TASK MATERIAL START

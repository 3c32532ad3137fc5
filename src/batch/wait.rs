//! Completion polling.
//!
//! A short busy spin covers the common case of a record that lands within a few
//! microseconds. After that the waiter parks on the record's cache line with
//! `UMONITOR/UMWAIT` when the CPU has WAITPKG, and yields the thread otherwise.

use crate::dsa::descriptor::{CompletionRecord, CompletionStatus};
use crate::error::{RioError, RioResult};
use std::time::Instant;

const SPIN_ITERATIONS: u32 = 2048;
#[cfg(target_arch = "x86_64")]
const UMWAIT_CYCLES: u64 = 100_000;

/// Blocks until `record` holds a terminal status or `deadline` passes.
///
/// # Safety
/// `record` must stay mapped for the duration of the call.
pub unsafe fn wait_record(
    record: *const CompletionRecord,
    deadline: Option<Instant>,
) -> RioResult<CompletionStatus> {
    let record = unsafe { &*record };

    for _ in 0..SPIN_ITERATIONS {
        let status = record.status();
        if status.is_terminal() {
            return Ok(status);
        }
        std::hint::spin_loop();
    }

    #[cfg(target_arch = "x86_64")]
    let parked = crate::utils::x86::supports_waitpkg();

    loop {
        let status = record.status();
        if status.is_terminal() {
            return Ok(status);
        }
        if deadline.is_some_and(|d| Instant::now() >= d) {
            return Err(RioError::WaitTimeout);
        }

        #[cfg(target_arch = "x86_64")]
        {
            if parked {
                use crate::utils::x86;
                unsafe {
                    x86::umonitor(std::ptr::from_ref(&record.status).cast());
                    // Re-check after arming: the write may have landed in between.
                    if !record.status().is_terminal() {
                        x86::umwait(x86::rdtsc().wrapping_add(UMWAIT_CYCLES));
                    }
                }
                continue;
            }
        }

        std::thread::yield_now();
    }
}
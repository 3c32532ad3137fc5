//! Read-only buffered target over a connection.

use crate::error::{RioError, RioResult};
use crate::utils::KB;
use std::io::{self, Read};

/// Minimum refill size when more bytes are needed.
pub const PROTO_IOBUF_LEN: usize = 16 * KB;

pub struct ConnBackend {
    reader: Box<dyn Read + Send>,
    buf: Vec<u8>,
    pos: usize,
    /// 0 means unlimited.
    read_limit: usize,
    read_so_far: usize,
}

impl std::fmt::Debug for ConnBackend {
    fn fmt(&self, f: &mut std::fmt::Formatter<'_>) -> std::fmt::Result {
        f.debug_struct("ConnBackend")
            .field("buffered", &(self.buf.len() - self.pos))
            .field("read_limit", &self.read_limit)
            .field("read_so_far", &self.read_so_far)
            .finish_non_exhaustive()
    }
}

impl ConnBackend {
    #[must_use]
    pub fn new(reader: Box<dyn Read + Send>, read_limit: usize) -> Self {
        Self {
            reader,
            buf: Vec::with_capacity(PROTO_IOBUF_LEN),
            pos: 0,
            read_limit,
            read_so_far: 0,
        }
    }

    /// Reads exactly `out.len()` bytes, buffering ahead up to the read limit.
    ///
    /// # Errors
    /// `ReadLimitExceeded` when the request crosses the limit, `UnexpectedEof` when the
    /// peer closes, and `TimedOut` when a receive timeout expires.
    pub fn read(&mut self, out: &mut [u8]) -> RioResult<()> {
        let len = out.len();
        if self.read_limit != 0 && self.read_so_far + len > self.read_limit {
            return Err(RioError::ReadLimitExceeded);
        }

        if self.pos > 0 && self.buf.len() - self.pos < len {
            self.buf.drain(..self.pos);
            self.pos = 0;
        }

        while self.buf.len() - self.pos < len {
            let buffered = self.buf.len() - self.pos;
            let mut want = (len - buffered).max(PROTO_IOBUF_LEN);
            if self.read_limit != 0 {
                want = want.min(self.read_limit - self.read_so_far - buffered);
            }

            let start = self.buf.len();
            self.buf.resize(start + want, 0);
            let result = self.reader.read(&mut self.buf[start..]);
            let got = *result.as_ref().unwrap_or(&0);
            self.buf.truncate(start + got);

            match result {
                Ok(0) => return Err(RioError::Io(io::ErrorKind::UnexpectedEof.into())),
                Ok(_) => {}
                Err(e) if e.kind() == io::ErrorKind::Interrupted => {}
                Err(e) if e.kind() == io::ErrorKind::WouldBlock => {
                    return Err(RioError::Io(io::Error::new(io::ErrorKind::TimedOut, e)));
                }
                Err(e) => return Err(e.into()),
            }
        }

        out.copy_from_slice(&self.buf[self.pos..self.pos + len]);
        self.pos += len;
        self.read_so_far += len;
        Ok(())
    }

    #[must_use]
    pub const fn tell(&self) -> u64 {
        self.read_so_far as u64
    }

    /// Bytes read from the connection but not yet consumed.
    #[must_use]
    pub fn into_remaining(mut self) -> Vec<u8> {
        self.buf.drain(..self.pos);
        self.buf
    }
}

#[cfg(test)]
mod tests {
    use super::*;
    use std::io::Cursor;

    /// Hands out at most `step` bytes per call, interrupting every other call.
    struct Trickle {
        data: Cursor<Vec<u8>>,
        step: usize,
        calls: usize,
    }

    impl Read for Trickle {
        fn read(&mut self, buf: &mut [u8]) -> io::Result<usize> {
            self.calls += 1;
            if self.calls % 2 == 0 {
                return Err(io::ErrorKind::Interrupted.into());
            }
            let n = buf.len().min(self.step);
            self.data.read(&mut buf[..n])
        }
    }

    #[test]
    fn short_reads_and_interrupts_are_retried() {
        let reader = Trickle {
            data: Cursor::new((0..100u8).collect()),
            step: 7,
            calls: 0,
        };
        let mut conn = ConnBackend::new(Box::new(reader), 0);
        let mut out = [0u8; 50];
        conn.read(&mut out).unwrap();
        assert_eq!(out[49], 49);
        assert_eq!(conn.tell(), 50);
    }

    #[test]
    fn read_limit_is_enforced() {
        let mut conn = ConnBackend::new(Box::new(Cursor::new(vec![1u8; 100])), 10);
        let mut out = [0u8; 8];
        conn.read(&mut out).unwrap();
        let err = conn.read(&mut out).unwrap_err();
        assert!(matches!(err, RioError::ReadLimitExceeded));

        // Buffering never went past the limit.
        assert_eq!(conn.into_remaining(), vec![1u8; 2]);
    }

    #[test]
    fn closed_peer_is_eof() {
        let mut conn = ConnBackend::new(Box::new(Cursor::new(vec![1u8; 3])), 0);
        let mut out = [0u8; 4];
        let err = conn.read(&mut out).unwrap_err();
        assert!(matches!(err, RioError::Io(e) if e.kind() == io::ErrorKind::UnexpectedEof));
    }

    #[test]
    fn would_block_becomes_timeout() {
        struct Blocked;
        impl Read for Blocked {
            fn read(&mut self, _: &mut [u8]) -> io::Result<usize> {
                Err(io::ErrorKind::WouldBlock.into())
            }
        }
        let mut conn = ConnBackend::new(Box::new(Blocked), 0);
        let err = conn.read(&mut [0u8; 1]).unwrap_err();
        assert!(matches!(err, RioError::Io(e) if e.kind() == io::ErrorKind::TimedOut));
    }
}
//! Write-only target over a file descriptor, typically a pipe or socket.

use super::conn::PROTO_IOBUF_LEN;
use crate::error::{RioError, RioResult};
use std::fs::File;
use std::io::{self, Write};
use std::os::fd::OwnedFd;

#[derive(Debug)]
pub struct FdBackend {
    file: File,
    buf: Vec<u8>,
    /// Bytes handed to the descriptor so far.
    pos: u64,
}

impl FdBackend {
    #[must_use]
    pub fn new(fd: OwnedFd) -> Self {
        Self {
            file: File::from(fd),
            buf: Vec::new(),
            pos: 0,
        }
    }

    /// Small writes are buffered; a large write flushes the buffer and goes straight through.
    ///
    /// # Errors
    /// Returns the underlying I/O error, with `WouldBlock` reported as `TimedOut`.
    pub fn write(&mut self, data: &[u8]) -> RioResult<()> {
        if data.len() > PROTO_IOBUF_LEN {
            self.flush()?;
            write_all(&mut self.file, data)?;
            self.pos += data.len() as u64;
            return Ok(());
        }
        self.buf.extend_from_slice(data);
        if self.buf.len() > PROTO_IOBUF_LEN {
            self.flush()?;
        }
        Ok(())
    }

    /// # Errors
    /// As [`FdBackend::write`].
    pub fn flush(&mut self) -> RioResult<()> {
        if self.buf.is_empty() {
            return Ok(());
        }
        write_all(&mut self.file, &self.buf)?;
        self.pos += self.buf.len() as u64;
        self.buf.clear();
        Ok(())
    }

    #[must_use]
    pub const fn tell(&self) -> u64 {
        self.pos
    }

    #[must_use]
    pub fn buffered(&self) -> usize {
        self.buf.len()
    }
}

fn write_all(file: &mut File, data: &[u8]) -> RioResult<()> {
    let mut written = 0;
    while written < data.len() {
        match file.write(&data[written..]) {
            Ok(0) => return Err(RioError::Io(io::ErrorKind::WriteZero.into())),
            Ok(n) => written += n,
            Err(e) if e.kind() == io::ErrorKind::Interrupted => {}
            Err(e) if e.kind() == io::ErrorKind::WouldBlock => {
                return Err(RioError::Io(io::Error::new(io::ErrorKind::TimedOut, e)));
            }
            Err(e) => return Err(e.into()),
        }
    }
    Ok(())
}

#[cfg(test)]
mod tests {
    use super::*;
    use std::io::{Read, Seek, SeekFrom};

    #[test]
    fn small_writes_wait_for_flush() {
        let file = tempfile::tempfile().unwrap();
        let mut reader = file.try_clone().unwrap();
        let mut fd = FdBackend::new(OwnedFd::from(file));

        fd.write(b"abc").unwrap();
        assert_eq!(fd.tell(), 0);
        assert_eq!(fd.buffered(), 3);

        let big = vec![7u8; PROTO_IOBUF_LEN + 1];
        fd.write(&big).unwrap();
        assert_eq!(fd.tell(), 3 + big.len() as u64);
        assert_eq!(fd.buffered(), 0);

        reader.seek(SeekFrom::Start(0)).unwrap();
        let mut back = Vec::new();
        reader.read_to_end(&mut back).unwrap();
        assert_eq!(&back[..3], b"abc");
        assert_eq!(back.len(), 3 + big.len());
    }
}
use rio_dsa::utils::{KB, MB};
use rio_dsa::{
    BatchConfig, CopySizeStats, PmemConfig, Portal, PortalMode, SoftwareQueue, SoftwareQueueConfig,
    Stream, WorkQueue,
};
use std::sync::Arc;
use std::time::Instant;
use tracing_subscriber::EnvFilter;

// Usage: pmem_write <output file> [work queue device]
fn main() -> Result<(), Box<dyn std::error::Error>> {
    tracing_subscriber::fmt()
        .with_env_filter(EnvFilter::try_from_default_env().unwrap_or_else(|_| "info".into()))
        .init();

    let mut args = std::env::args().skip(1);
    let output = args.next().ok_or("usage: pmem_write <output file> [wq device]")?;

    println!("============================================================");
    println!("              rio-dsa - Persistent Memory Write             ");
    println!("============================================================");

    let queue: Arc<dyn WorkQueue> = match args.next() {
        Some(device) => {
            println!("[+] Opening work queue portal {device}...");
            Arc::new(Portal::open(&device, PortalMode::Dedicated)?)
        }
        None => {
            println!("[+] No work queue given, using the software engine");
            let config = SoftwareQueueConfig::new().with_engines(4);
            Arc::new(SoftwareQueue::new("soft-wq", config)?)
        }
    };

    // A dump-like mix: many small records, some medium values, a few large blobs.
    let small: Vec<Vec<u8>> = (0..2000u32).map(|i| format!("key:{i}").into_bytes()).collect();
    let medium: Vec<Vec<u8>> = (0..200u8).map(|i| vec![i; 8 * KB]).collect();
    let large: Vec<Vec<u8>> = (0..8u8).map(|i| vec![i; 4 * MB]).collect();

    let copy_stats = Arc::new(CopySizeStats::new());
    let config = PmemConfig::new()
        .with_growth(64 * MB)
        .with_batch(BatchConfig::new().out_of_order_recycle(true, 25))
        .with_copy_stats(Arc::clone(&copy_stats));

    println!("[+] Writing to {output}...");
    let start = Instant::now();
    let mut stream = Stream::with_pmem(&output, config, Some(queue))?;
    stream.enable_crc64();

    for (i, key) in small.iter().enumerate() {
        stream.write_bulk_string(key)?;
        if let Some(value) = medium.get(i % 250) {
            stream.write_bulk_string(value)?;
        }
    }
    for blob in &large {
        stream.write_bulk_string(blob)?;
    }
    stream.flush()?;

    let written = stream.tell();
    let checksum = stream.checksum();
    stream.close()?;
    let elapsed = start.elapsed();

    println!("    Bytes written: {written}");
    println!("    CRC64:         {checksum:#018x}");
    println!(
        "    Throughput:    {:.1} MiB/s",
        written as f64 / MB as f64 / elapsed.as_secs_f64()
    );
    println!("[+] CPU copy sizes:");
    println!("{}", copy_stats.report());

    Ok(())
}
pub mod file;
pub mod persist;
pub mod staging;

pub use file::{PmemConfig, PmemFile};
pub use staging::StagingBuffer;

TASK MATERIAL END

When the word "EnvFilter" appears in a line of the listing, pull that line out.

use tracing_subscriber::EnvFilter;
        .with_env_filter(EnvFilter::try_from_default_env().unwrap_or_else(|_| "info".into()))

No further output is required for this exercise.